Collect the lines of the entries where "unwrap" shows up.

Information supplied:
++++++++++++++++++++
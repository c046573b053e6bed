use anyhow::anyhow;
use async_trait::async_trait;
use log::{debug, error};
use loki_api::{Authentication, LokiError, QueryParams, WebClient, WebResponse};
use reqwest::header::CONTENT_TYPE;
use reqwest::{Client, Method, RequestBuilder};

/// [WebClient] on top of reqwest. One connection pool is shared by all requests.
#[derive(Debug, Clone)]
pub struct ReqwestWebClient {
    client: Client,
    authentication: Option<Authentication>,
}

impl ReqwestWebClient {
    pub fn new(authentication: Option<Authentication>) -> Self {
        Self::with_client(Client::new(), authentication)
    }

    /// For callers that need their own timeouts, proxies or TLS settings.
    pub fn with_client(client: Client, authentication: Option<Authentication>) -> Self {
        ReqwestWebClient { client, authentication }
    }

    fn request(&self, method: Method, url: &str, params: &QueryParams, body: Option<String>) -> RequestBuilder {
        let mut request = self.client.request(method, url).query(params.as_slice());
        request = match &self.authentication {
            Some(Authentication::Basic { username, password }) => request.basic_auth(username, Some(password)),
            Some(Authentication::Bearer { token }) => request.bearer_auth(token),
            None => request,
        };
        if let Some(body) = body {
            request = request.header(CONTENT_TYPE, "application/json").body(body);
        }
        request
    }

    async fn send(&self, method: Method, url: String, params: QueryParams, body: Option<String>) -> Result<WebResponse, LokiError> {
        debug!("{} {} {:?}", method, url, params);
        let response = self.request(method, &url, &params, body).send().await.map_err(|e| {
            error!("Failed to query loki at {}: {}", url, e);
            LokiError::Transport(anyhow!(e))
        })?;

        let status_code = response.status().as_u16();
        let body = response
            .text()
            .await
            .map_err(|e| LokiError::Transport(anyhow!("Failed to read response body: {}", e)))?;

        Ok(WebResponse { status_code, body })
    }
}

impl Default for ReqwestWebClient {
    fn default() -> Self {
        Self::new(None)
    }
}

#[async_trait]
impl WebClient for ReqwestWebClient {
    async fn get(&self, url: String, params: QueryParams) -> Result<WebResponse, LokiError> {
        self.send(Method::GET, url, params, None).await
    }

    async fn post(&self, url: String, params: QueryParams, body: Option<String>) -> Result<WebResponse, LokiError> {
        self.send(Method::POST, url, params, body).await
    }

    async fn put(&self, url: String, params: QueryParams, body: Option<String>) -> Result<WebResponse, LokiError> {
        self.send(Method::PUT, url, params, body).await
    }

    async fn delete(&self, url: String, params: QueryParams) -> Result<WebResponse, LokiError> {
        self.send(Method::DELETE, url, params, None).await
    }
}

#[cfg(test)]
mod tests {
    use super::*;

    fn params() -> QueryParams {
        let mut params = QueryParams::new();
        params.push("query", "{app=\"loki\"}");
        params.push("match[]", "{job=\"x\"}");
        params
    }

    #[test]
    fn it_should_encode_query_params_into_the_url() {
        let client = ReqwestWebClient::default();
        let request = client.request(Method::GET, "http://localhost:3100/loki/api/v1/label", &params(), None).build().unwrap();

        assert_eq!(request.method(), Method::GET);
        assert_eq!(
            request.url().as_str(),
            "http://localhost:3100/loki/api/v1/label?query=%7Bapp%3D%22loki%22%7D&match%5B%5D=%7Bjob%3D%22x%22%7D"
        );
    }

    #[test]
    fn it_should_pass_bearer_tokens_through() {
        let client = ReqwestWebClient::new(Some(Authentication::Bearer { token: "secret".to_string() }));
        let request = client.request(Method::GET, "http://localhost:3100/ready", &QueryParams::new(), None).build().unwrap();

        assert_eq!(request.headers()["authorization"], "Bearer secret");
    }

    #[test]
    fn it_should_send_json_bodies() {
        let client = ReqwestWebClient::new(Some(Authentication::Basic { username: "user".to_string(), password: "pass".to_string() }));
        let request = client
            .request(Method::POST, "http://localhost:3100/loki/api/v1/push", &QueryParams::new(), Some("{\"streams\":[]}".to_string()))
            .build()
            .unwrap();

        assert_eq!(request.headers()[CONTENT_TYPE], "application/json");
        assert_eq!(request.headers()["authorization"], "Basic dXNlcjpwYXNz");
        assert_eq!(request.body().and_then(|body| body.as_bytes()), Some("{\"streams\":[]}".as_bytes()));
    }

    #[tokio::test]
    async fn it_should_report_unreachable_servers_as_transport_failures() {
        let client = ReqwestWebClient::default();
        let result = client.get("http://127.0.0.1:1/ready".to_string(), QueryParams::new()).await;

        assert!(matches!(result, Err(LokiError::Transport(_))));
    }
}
++++++++++++++++++++
Your response:
        let request = client.request(Method::GET, "http://localhost:3100/loki/api/v1/label", &params(), None).build().unwrap();
        let request = client.request(Method::GET, "http://localhost:3100/ready", &QueryParams::new(), None).build().unwrap();
            .unwrap();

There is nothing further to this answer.